Auto de Infração contra a Petrobras
O Instituto Brasileiro do Meio Ambiente e dos Recursos Naturais Renováveis (Ibama) instaurou um auto de infração contra a Petrobras (PETR4) no valor de R$ 2,5 milhões. O processo foi iniciado em decorrência de um vazamento de fluido de perfuração de um poço exploratório na Bacia da Foz do Amazonas, ocorrido em janeiro.
Detalhes da Multa
A informação, divulgada pelo Ibama nesta sexta-feira, confirma a reportagem da Reuters que já antecipava a aplicação da multa, conforme informações do presidente do Ibama, Rodrigo Agostinho.
A região onde a Petrobras atua é considerada de grande potencial para a exploração de petróleo e gás, mas apresenta desafios significativos em termos ambientais e socioeconômicos, o que atrasou o processo de licenciamento do poço por vários anos.
Natureza do Vazamento
De acordo com as informações fornecidas pelo Ibama, a autuação se refere à descarga acidental de 18,44 m³ de fluido de perfuração de base não aquosa, uma mistura oleosa. Esse fluido é utilizado durante a perfuração de poços nas atividades de exploração e produção de petróleo e gás.
O líquido descartado no mar contém elementos classificados como de risco B, indicando um risco médio tanto para a saúde humana quanto para a vida aquática.
Prazo para Defesa
Após a emissão do auto de infração, a Petrobras tem um prazo de 20 dias para efetuar o pagamento da multa ou apresentar uma defesa administrativa.
Resposta da Petrobras
A Petrobras foi procurada para comentar sobre a questão, mas não se manifestou imediatamente.
Retorno às Atividades de Perfuração
Nesta semana, a Agência Nacional do Petróleo, Gás Natural e Biocombustíveis (ANP) autorizou a Petrobras a reiniciar a perfuração do poço, a qual havia sido suspensa no início do ano por causa do vazamento. Essa autorização está sujeita a algumas condicionantes, conforme documento obtido pela Reuters.

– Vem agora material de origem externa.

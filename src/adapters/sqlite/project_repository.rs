//! SQLite implementation of ProjectRepository.

use async_trait::async_trait;
use sqlx::SqlitePool;
use uuid::Uuid;

use crate::adapters::sqlite::parse_uuid;
use crate::domain::errors::DomainResult;
use crate::domain::models::{Project, ProjectStatus};
use crate::domain::ports::{ProjectFilter, ProjectRepository};

#[derive(Clone)]
pub struct SqliteProjectRepository {
    pool: SqlitePool,
}

impl SqliteProjectRepository {
    pub fn new(pool: SqlitePool) -> Self {
        Self { pool }
    }
}

#[derive(Debug, sqlx::FromRow)]
struct ProjectRow {
    id: String,
    name: String,
    slug: String,
    description: String,
    repo_path: Option<String>,
    status: String,
    config_json: String,
    created_at: String,
}

fn row_to_project(row: ProjectRow) -> DomainResult<Project> {
    Ok(Project {
        id: parse_uuid(&row.id)?,
        name: row.name,
        slug: row.slug,
        description: row.description,
        repo_path: row.repo_path,
        status: ProjectStatus::from_str(&row.status).unwrap_or(ProjectStatus::Active),
        config: serde_json::from_str(&row.config_json)?,
        created_at: crate::adapters::sqlite::parse_datetime(&row.created_at)?,
    })
}

#[async_trait]
impl ProjectRepository for SqliteProjectRepository {
    async fn create(&self, project: &Project) -> DomainResult<()> {
        sqlx::query(
            r#"INSERT INTO projects (id, name, slug, description, repo_path, status, config_json, created_at)
               VALUES (?, ?, ?, ?, ?, ?, ?, ?)"#,
        )
        .bind(project.id.to_string())
        .bind(&project.name)
        .bind(&project.slug)
        .bind(&project.description)
        .bind(&project.repo_path)
        .bind(project.status.as_str())
        .bind(serde_json::to_string(&project.config)?)
        .bind(project.created_at.to_rfc3339())
        .execute(&self.pool)
        .await?;
        Ok(())
    }

    async fn get(&self, id: Uuid) -> DomainResult<Option<Project>> {
        let row: Option<ProjectRow> = sqlx::query_as("SELECT * FROM projects WHERE id = ?")
            .bind(id.to_string())
            .fetch_optional(&self.pool)
            .await?;
        row.map(row_to_project).transpose()
    }

    async fn get_by_slug(&self, slug: &str) -> DomainResult<Option<Project>> {
        let row: Option<ProjectRow> = sqlx::query_as("SELECT * FROM projects WHERE slug = ?")
            .bind(slug)
            .fetch_optional(&self.pool)
            .await?;
        row.map(row_to_project).transpose()
    }

    async fn update(&self, project: &Project) -> DomainResult<()> {
        sqlx::query(
            r#"UPDATE projects SET name = ?, slug = ?, description = ?, repo_path = ?,
               status = ?, config_json = ? WHERE id = ?"#,
        )
        .bind(&project.name)
        .bind(&project.slug)
        .bind(&project.description)
        .bind(&project.repo_path)
        .bind(project.status.as_str())
        .bind(serde_json::to_string(&project.config)?)
        .bind(project.id.to_string())
        .execute(&self.pool)
        .await?;
        Ok(())
    }

    async fn list(&self, filter: ProjectFilter) -> DomainResult<Vec<Project>> {
        let rows: Vec<ProjectRow> = match filter.status {
            Some(status) => {
                sqlx::query_as("SELECT * FROM projects WHERE status = ? ORDER BY created_at")
                    .bind(status.as_str())
                    .fetch_all(&self.pool)
                    .await?
            }
            None => {
                sqlx::query_as("SELECT * FROM projects ORDER BY created_at")
                    .fetch_all(&self.pool)
                    .await?
            }
        };
        rows.into_iter().map(row_to_project).collect()
    }
}
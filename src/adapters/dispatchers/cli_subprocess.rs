//! CLI subprocess step dispatcher.
//!
//! Spawns a configured CLI binary per step, feeds it the generated prompt on
//! stdin, and collects its stdout as the dispatch's output text. A hard
//! timeout sends SIGTERM first and escalates to SIGKILL if the process
//! hasn't exited shortly after (spec §4.5 "Dispatch timeout").

use std::process::Stdio;
use std::time::Duration;

use async_trait::async_trait;
use nix::sys::signal::{self, Signal};
use nix::unistd::Pid;
use tokio::io::{AsyncBufReadExt, AsyncWriteExt, BufReader};
use tokio::process::Command;
use uuid::Uuid;

use crate::domain::errors::{DomainError, DomainResult};
use crate::domain::models::AgentConfig;
use crate::domain::ports::dispatcher::{DispatchOutcome, DispatchStatus, StepDispatcher};

#[derive(Debug, Clone)]
pub struct CliSubprocessConfig {
    pub binary_path: String,
    pub args: Vec<String>,
    /// Grace period between SIGTERM and SIGKILL once the timeout fires.
    pub kill_grace: Duration,
}

impl Default for CliSubprocessConfig {
    fn default() -> Self {
        Self {
            binary_path: "agentloop-worker".to_string(),
            args: Vec::new(),
            kill_grace: Duration::from_secs(5),
        }
    }
}

pub struct CliSubprocessDispatcher {
    config: CliSubprocessConfig,
}

impl CliSubprocessDispatcher {
    #[must_use]
    pub fn new(config: CliSubprocessConfig) -> Self {
        Self { config }
    }
}

#[async_trait]
impl StepDispatcher for CliSubprocessDispatcher {
    async fn dispatch(
        &self,
        step_id: Uuid,
        prompt: &str,
        timeout: Duration,
        _agent_config: Option<&AgentConfig>,
    ) -> DomainResult<DispatchOutcome> {
        let mut cmd = Command::new(&self.config.binary_path);
        cmd.args(&self.config.args)
            .stdin(Stdio::piped())
            .stdout(Stdio::piped())
            .stderr(Stdio::piped())
            .kill_on_drop(true);

        let mut child = cmd
            .spawn()
            .map_err(|e| DomainError::Dispatcher(format!("failed to spawn worker for step {step_id}: {e}")))?;

        if let Some(mut stdin) = child.stdin.take() {
            stdin
                .write_all(prompt.as_bytes())
                .await
                .map_err(|e| DomainError::Dispatcher(format!("failed to write prompt: {e}")))?;
        }

        let pid = child.id();

        let wait_with_output = async {
            let stdout = child.stdout.take();
            let mut lines_out = String::new();
            if let Some(stdout) = stdout {
                let mut lines = BufReader::new(stdout).lines();
                while let Ok(Some(line)) = lines.next_line().await {
                    lines_out.push_str(&line);
                    lines_out.push('\n');
                }
            }
            let status = child.wait().await;
            (status, lines_out)
        };

        match tokio::time::timeout(timeout, wait_with_output).await {
            Ok((Ok(status), output)) => Ok(DispatchOutcome {
                status: if status.success() { DispatchStatus::Completed } else { DispatchStatus::Failed },
                text: output,
            }),
            Ok((Err(e), _)) => Err(DomainError::Dispatcher(format!("worker process error: {e}"))),
            Err(_) => {
                terminate_process(pid, self.config.kill_grace).await;
                Err(DomainError::Dispatcher(format!(
                    "step {step_id} dispatch timed out after {timeout:?}"
                )))
            }
        }
    }
}

async fn terminate_process(pid: Option<u32>, grace: Duration) {
    let Some(pid) = pid else { return };
    #[allow(clippy::cast_possible_wrap)]
    let nix_pid = Pid::from_raw(pid as i32);
    let _ = signal::kill(nix_pid, Signal::SIGTERM);
    tokio::time::sleep(grace).await;
    let _ = signal::kill(nix_pid, Signal::SIGKILL);
}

Inicialmente, a estatal projetava finalizar as operações no poço em aproximadamente cinco meses.
Reações à Situação
O vazamento gerou protestos por parte de ativistas e organizações indígenas locais, que há anos expressam preocupações sobre os impactos potenciais da exploração de petróleo nos ecossistemas marinhos e costeiros.
Avaliação do Ibama
O presidente do Ibama afirmou à Reuters que o órgão atua de maneira rigorosa na concessão de licenças de exploração, uma vez que, apesar de acidentes serem eventos possíveis, os planos de gerenciamento são elaborados para minimizar a probabilidade de ocorrências indesejadas. Ele fez uma analogia, comparando a situação com ter um extintor de incêndio em casa, ressaltando que, embora se tenha um plano de contingência, a intenção é nunca precisar utilizá-lo.

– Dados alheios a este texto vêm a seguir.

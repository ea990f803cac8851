//! Proposal domain model — a human/agent-originated intent gated on approval.

use chrono::{DateTime, Utc};
use serde::{Deserialize, Serialize};
use uuid::Uuid;

#[derive(Debug, Clone, Copy, PartialEq, Eq, Hash, Serialize, Deserialize)]
#[serde(rename_all = "lowercase")]
pub enum ProposalPriority {
    Critical,
    High,
    Medium,
    Low,
}

impl ProposalPriority {
    #[must_use]
    pub const fn as_str(self) -> &'static str {
        match self {
            Self::Critical => "critical",
            Self::High => "high",
            Self::Medium => "medium",
            Self::Low => "low",
        }
    }

    /// Inbound sync priority mapping (spec §4.1 phase 1): unknown or
    /// missing values default to MEDIUM.
    #[must_use]
    pub fn from_board_value(s: &str) -> Self {
        match s.to_lowercase().as_str() {
            "critical" => Self::Critical,
            "high" => Self::High,
            "low" => Self::Low,
            _ => Self::Medium,
        }
    }

    /// `auto_approve := priority in {CRITICAL, HIGH}` for board-synced
    /// proposals (spec §4.1 phase 1).
    #[must_use]
    pub const fn implies_auto_approve(self) -> bool {
        matches!(self, Self::Critical | Self::High)
    }
}

#[derive(Debug, Clone, Copy, PartialEq, Eq, Hash, Serialize, Deserialize)]
#[serde(rename_all = "snake_case")]
pub enum ProposalStatus {
    Draft,
    Pending,
    Approved,
    Rejected,
    Expired,
}

impl ProposalStatus {
    #[must_use]
    pub const fn as_str(self) -> &'static str {
        match self {
            Self::Draft => "draft",
            Self::Pending => "pending",
            Self::Approved => "approved",
            Self::Rejected => "rejected",
            Self::Expired => "expired",
        }
    }

    #[must_use]
    pub fn from_str(s: &str) -> Option<Self> {
        match s {
            "draft" => Some(Self::Draft),
            "pending" => Some(Self::Pending),
            "approved" => Some(Self::Approved),
            "rejected" => Some(Self::Rejected),
            "expired" => Some(Self::Expired),
            _ => None,
        }
    }

    #[must_use]
    pub const fn is_terminal(self) -> bool {
        matches!(self, Self::Approved | Self::Rejected | Self::Expired)
    }
}

#[derive(Debug, Clone, Serialize, Deserialize)]
pub struct Proposal {
    pub id: Uuid,
    pub agent_id: Uuid,
    pub project_id: Uuid,
    pub title: String,
    pub description: String,
    pub rationale: String,
    pub priority: ProposalPriority,
    pub status: ProposalStatus,
    pub auto_approve: bool,
    pub reviewed_by: Option<String>,
    pub reviewed_at: Option<DateTime<Utc>>,
    /// Deduplication key for inbound board syncs (I5).
    pub mc_task_id: Option<String>,
    pub mc_board_id: Option<String>,
    pub created_at: DateTime<Utc>,
}

impl Proposal {
    #[must_use]
    pub fn new(
        agent_id: Uuid,
        project_id: Uuid,
        title: impl Into<String>,
        description: impl Into<String>,
        rationale: impl Into<String>,
        priority: ProposalPriority,
    ) -> Self {
        Self {
            id: Uuid::now_v7(),
            agent_id,
            project_id,
            title: title.into(),
            description: description.into(),
            rationale: rationale.into(),
            priority,
            status: ProposalStatus::Pending,
            auto_approve: false,
            reviewed_by: None,
            reviewed_at: None,
            mc_task_id: None,
            mc_board_id: None,
            created_at: Utc::now(),
        }
    }
}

Ele também destacou que a região da Foz do Amazonas é particularmente sensível, já que, mesmo estando em alto mar, possui áreas de corais e manguezais na costa.
Histórico de Autuações
O presidente do Ibama comentou que a Petrobras é a empresa mais frequentemente autuada pelo órgão ambiental, normalmente em virtude de pequenos incidentes.